Open Forum Infectious Diseases | 2019
2459. Control of a Healthcare–associated Infection Outbreak with Carbapenem-resistant Klebsiella pneumonia at a Respiratory Intensive Care Unit (RICU) in an Acute Care Hospital
Abstract
Abstract Background Carbapenem-resistant Klebsiella pneumonia (CRKP) is among the most serious pathogens of healthcare–associated infections and accounts for significant morbidity and mortality. The study was conducted in a tertiary 1,600-bed hospital where we once reported a suspicious outbreak of ventilator-associated pneumonia caused by Burkholderia cepacia at a surgical intensive care unit (SICU) in 2015. From April 2017, the infection control team (ICT) reported that more cases with positive CRKP cultures from endotracheal aspirate and bronchoalveolar lavage fluid (BALF) were detected than previously in a respiratory intensive care unit (RICU). Methods ICT embarked on a field epidemiology investigation immediately to confirm the possibility of a healthcare-associated infection outbreak. The quick reaction to probable outbreak consisted of a serial protocols including contact precaution and antibiotic prescribing to support urgent contain of potential risks. Microbiological investigation was done for patients with epidemiologic traces of any with CRKP infection and colonization in RICU. VITEK 2 compact was used for initial antimicrobial susceptibilities.
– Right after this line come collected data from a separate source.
//! Read-path assembly for feed and detail views.
//!
//! [`FeedService`] implements the [`FeedQuery`] driving port over the
//! repository ports. All feeds share one pagination policy: fixed page size,
//! newest first, out-of-range page numbers clamped rather than rejected.

use std::sync::Arc;

use async_trait::async_trait;
use pagination::{Page, Paginator};

use crate::domain::error::Error;
use crate::domain::feed::{GroupFeed, PostDetail, PostEntry, ProfileFeed};
use crate::domain::group::{Group, GroupSlug};
use crate::domain::ports::{
    CommentPersistenceError, CommentRepository, FeedFilter, FeedQuery, FollowPersistenceError,
    FollowRepository, GroupPersistenceError, GroupRepository, PostPersistenceError,
    PostRepository, UserPersistenceError, UserRepository,
};
use crate::domain::post::PostId;
use crate::domain::user::{UserId, Username};

/// Read-path assembler over the repository ports.
#[derive(Clone)]
pub struct FeedService {
    posts: Arc<dyn PostRepository>,
    groups: Arc<dyn GroupRepository>,
    users: Arc<dyn UserRepository>,
    comments: Arc<dyn CommentRepository>,
    follows: Arc<dyn FollowRepository>,
    paginator: Paginator,
}

impl FeedService {
    /// Assemble the service over its repositories.
    pub fn new(
        posts: Arc<dyn PostRepository>,
        groups: Arc<dyn GroupRepository>,
        users: Arc<dyn UserRepository>,
        comments: Arc<dyn CommentRepository>,
        follows: Arc<dyn FollowRepository>,
        paginator: Paginator,
    ) -> Self {
        Self {
            posts,
            groups,
            users,
            comments,
            follows,
            paginator,
        }
    }

    /// Count, clamp, then fetch one page for `filter`.
    async fn page_for(&self, filter: &FeedFilter, page: usize) -> Result<Page<PostEntry>, Error> {
        let total = self.posts.count(filter).await.map_err(map_post_error)?;
        let window = self.paginator.window(page, total);
        let items = self
            .posts
            .list_page(filter, window.offset, window.limit)
            .await
            .map_err(map_post_error)?;
        Ok(self.paginator.assemble(items, window.number, total))
    }
}

pub(crate) fn map_post_error(error: PostPersistenceError) -> Error {
    match error {
        PostPersistenceError::Connection { message } => Error::service_unavailable(message),
        PostPersistenceError::Query { message } => Error::internal(message),
    }
}

pub(crate) fn map_group_error(error: GroupPersistenceError) -> Error {
    match error {
        GroupPersistenceError::Connection { message } => Error::service_unavailable(message),
        GroupPersistenceError::Query { message } => Error::internal(message),
    }
}

pub(crate) fn map_user_error(error: UserPersistenceError) -> Error {
    match error {
        UserPersistenceError::Connection { message } => Error::service_unavailable(message),
        UserPersistenceError::Query { message } => Error::internal(message),
    }
}

pub(crate) fn map_comment_error(error: CommentPersistenceError) -> Error {
    match error {
        CommentPersistenceError::Connection { message } => Error::service_unavailable(message),
        CommentPersistenceError::Query { message } => Error::internal(message),
    }
}

pub(crate) fn map_follow_error(error: FollowPersistenceError) -> Error {
    match error {
        FollowPersistenceError::Connection { message } => Error::service_unavailable(message),
        FollowPersistenceError::Query { message } => Error::internal(message),
    }
}

#[async_trait]
impl FeedQuery for FeedService {
    async fn global_feed(&self, page: usize) -> Result<Page<PostEntry>, Error> {
        self.page_for(&FeedFilter::All, page).await
    }

    async fn group_feed(&self, slug: &GroupSlug, page: usize) -> Result<GroupFeed, Error> {
        let group = self
            .groups
            .find_by_slug(slug)
            .await
            .map_err(map_group_error)?
            .ok_or_else(|| Error::not_found("group not found"))?;
        let page = self.page_for(&FeedFilter::Group(group.id), page).await?;
        Ok(GroupFeed { group, page })
    }

    async fn profile_feed(
        &self,
        username: &Username,
        viewer: Option<&UserId>,
        page: usize,
    ) -> Result<ProfileFeed, Error> {
        let author = self
            .users
            .find_by_username(username)
            .await
            .map_err(map_user_error)?
            .ok_or_else(|| Error::not_found("user not found"))?;
        let page = self.page_for(&FeedFilter::Author(author.id), page).await?;
        let following = match viewer {
            Some(viewer) => Some(
                self.follows
                    .exists(viewer, &author.id)
                    .await
                    .map_err(map_follow_error)?,
            ),
            None => None,
        };
        Ok(ProfileFeed {
            post_count: page.total_items(),
            author,
            following,
            page,
        })
    }

    async fn post_detail(&self, id: &PostId) -> Result<PostDetail, Error> {
        let post = self
            .posts
            .find_entry(id)
            .await
            .map_err(map_post_error)?
            .ok_or_else(|| Error::not_found("post not found"))?;
        let author_post_count = self
            .posts
            .count(&FeedFilter::Author(post.author.id))
            .await
            .map_err(map_post_error)?;
        let comments = self
            .comments
            .list_for_post(id)
            .await
            .map_err(map_comment_error)?;
        Ok(PostDetail {
            post,
            author_post_count,
            comments,
        })
    }

    async fn follow_feed(&self, viewer: &UserId, page: usize) -> Result<Page<PostEntry>, Error> {
        let authors = self
            .follows
            .authors_followed_by(viewer)
            .await
            .map_err(map_follow_error)?;
        self.page_for(&FeedFilter::AuthorsAmong(authors), page).await
    }

    async fn list_groups(&self) -> Result<Vec<Group>, Error> {
        self.groups.list_all().await.map_err(map_group_error)
    }
}

#[cfg(test)]
mod tests {
    use super::*;
    use crate::domain::ErrorCode;
    use crate::domain::feed::AuthorRef;
    use crate::domain::ports::{
        MockCommentRepository, MockFollowRepository, MockGroupRepository, MockPostRepository,
        MockUserRepository,
    };
    use crate::domain::post::PostText;
    use crate::domain::user::User;
    use chrono::Utc;

    fn entry(author: &User, text: &str) -> PostEntry {
        PostEntry {
            id: PostId::random(),
            author: AuthorRef {
                id: author.id,
                username: author.username.clone(),
            },
            group: None,
            text: PostText::new(text).expect("non-empty"),
            has_image: false,
            created_at: Utc::now(),
        }
    }

    fn user(name: &str) -> User {
        User::register(Username::new(name).expect("valid username"))
    }

    struct Mocks {
        posts: MockPostRepository,
        groups: MockGroupRepository,
        users: MockUserRepository,
        comments: MockCommentRepository,
        follows: MockFollowRepository,
    }

    impl Mocks {
        fn new() -> Self {
            Self {
                posts: MockPostRepository::new(),
                groups: MockGroupRepository::new(),
                users: MockUserRepository::new(),
                comments: MockCommentRepository::new(),
                follows: MockFollowRepository::new(),
            }
        }

        fn into_service(self) -> FeedService {
            FeedService::new(
                Arc::new(self.posts),
                Arc::new(self.groups),
                Arc::new(self.users),
                Arc::new(self.comments),
                Arc::new(self.follows),
                Paginator::new(10).expect("page size"),
            )
        }
    }

    #[tokio::test]
    async fn out_of_range_pages_clamp_to_the_last_page() {
        let mut mocks = Mocks::new();
        let ada = user("ada");
        let row = entry(&ada, "hello");
        mocks.posts.expect_count().returning(|_| Ok(12));
        mocks
            .posts
            .expect_list_page()
            .withf(|_, offset, limit| *offset == 10 && *limit == 10)
            .returning(move |_, _, _| Ok(vec![row.clone()]));

        let page = mocks
            .into_service()
            .global_feed(99)
            .await
            .expect("clamped page");
        assert_eq!(page.number(), 2);
        assert_eq!(page.total_pages(), 2);
        assert_eq!(page.total_items(), 12);
    }

    #[tokio::test]
    async fn unknown_group_slug_is_not_found() {
        let mut mocks = Mocks::new();
        mocks.groups.expect_find_by_slug().returning(|_| Ok(None));

        let slug = GroupSlug::new("missing").expect("valid slug");
        let error = mocks
            .into_service()
            .group_feed(&slug, 1)
            .await
            .expect_err("missing group");
        assert_eq!(error.code(), ErrorCode::NotFound);
    }

    #[tokio::test]
    async fn profile_feed_reports_follow_state_for_authenticated_viewers() {
        let mut mocks = Mocks::new();
        let ada = user("ada");
        let author_id = ada.id;
        mocks
            .users
            .expect_find_by_username()
            .returning(move |_| Ok(Some(ada.clone())));
        mocks.posts.expect_count().returning(|_| Ok(0));
        mocks.posts.expect_list_page().returning(|_, _, _| Ok(Vec::new()));
        mocks
            .follows
            .expect_exists()
            .withf(move |_, author| *author == author_id)
            .returning(|_, _| Ok(true));

        let viewer = UserId::random();
        let username = Username::new("ada").expect("valid username");
        let profile = mocks
            .into_service()
            .profile_feed(&username, Some(&viewer), 1)
            .await
            .expect("profile");
        assert_eq!(profile.following, Some(true));
        assert_eq!(profile.post_count, 0);
    }

    #[tokio::test]
    async fn anonymous_profile_views_carry_no_follow_state() {
        let mut mocks = Mocks::new();
        let ada = user("ada");
        mocks
            .users
            .expect_find_by_username()
            .returning(move |_| Ok(Some(ada.clone())));
        mocks.posts.expect_count().returning(|_| Ok(0));
        mocks.posts.expect_list_page().returning(|_, _, _| Ok(Vec::new()));

        let username = Username::new("ada").expect("valid username");
        let profile = mocks
            .into_service()
            .profile_feed(&username, None, 1)
            .await
            .expect("profile");
        assert_eq!(profile.following, None);
    }

    #[tokio::test]
    async fn follow_feed_filters_to_followed_authors() {
        let mut mocks = Mocks::new();
        let followed = UserId::random();
        mocks
            .follows
            .expect_authors_followed_by()
            .returning(move |_| Ok(vec![followed]));
        mocks
            .posts
            .expect_count()
            .withf(move |filter| {
                matches!(filter, FeedFilter::AuthorsAmong(authors) if authors == &vec![followed])
            })
            .returning(|_| Ok(0));
        mocks
            .posts
            .expect_list_page()
            .returning(|_, _, _| Ok(Vec::new()));

        let viewer = UserId::random();
        let page = mocks
            .into_service()
            .follow_feed(&viewer, 1)
            .await
            .expect("feed");
        assert_eq!(page.total_items(), 0);
    }

    #[tokio::test]
    async fn post_detail_joins_comments_and_author_count() {
        let mut mocks = Mocks::new();
        let ada = user("ada");
        let row = entry(&ada, "hello");
        let id = row.id;
        mocks
            .posts
            .expect_find_entry()
            .returning(move |_| Ok(Some(row.clone())));
        mocks.posts.expect_count().returning(|_| Ok(7));
        mocks
            .comments
            .expect_list_for_post()
            .returning(|_| Ok(Vec::new()));

        let detail = mocks
            .into_service()
            .post_detail(&id)
            .await
            .expect("detail");
        assert_eq!(detail.author_post_count, 7);
        assert!(detail.comments.is_empty());
    }

    #[tokio::test]
    async fn missing_post_detail_is_not_found() {
        let mut mocks = Mocks::new();
        mocks.posts.expect_find_entry().returning(|_| Ok(None));

        let error = mocks
            .into_service()
            .post_detail(&PostId::random())
            .await
            .expect_err("missing post");
        assert_eq!(error.code(), ErrorCode::NotFound);
    }
}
For those suspected CRE isolates, E-tests were performed as a confirmation for the resistance. The Carbapenem Inactivation Method (CIM) was utilized for detecting the production of carbapenemase. The homology was analyzed by pulsed-field gel electrophoresis (PFGE) and multilocus sequence typing (MLST). Results Between April and October in 2017, 13 cases with CRKP infection were identified (Figure 1 and Table 1). Multiple environmental samples of 668 were collected during 7 months. Nearly 75 percent of the involved patients received the first anus swab screening within 48 hours upon RICU admission. The number of the resistance positivity was 26 clinical specimens, 39 anal swabs, and 6 environmental samples. Most of the isolated strain ID and genetic characterization was illustrated as the Figure 2 and 3. Conclusion The origin of the CRKP isolates in RICU probably due to the dissemination of diverse groups. The standardization of the novel and more innovative interventions in tackling such the epidemicity should be implemented further. Disclosures All authors: No reported disclosures.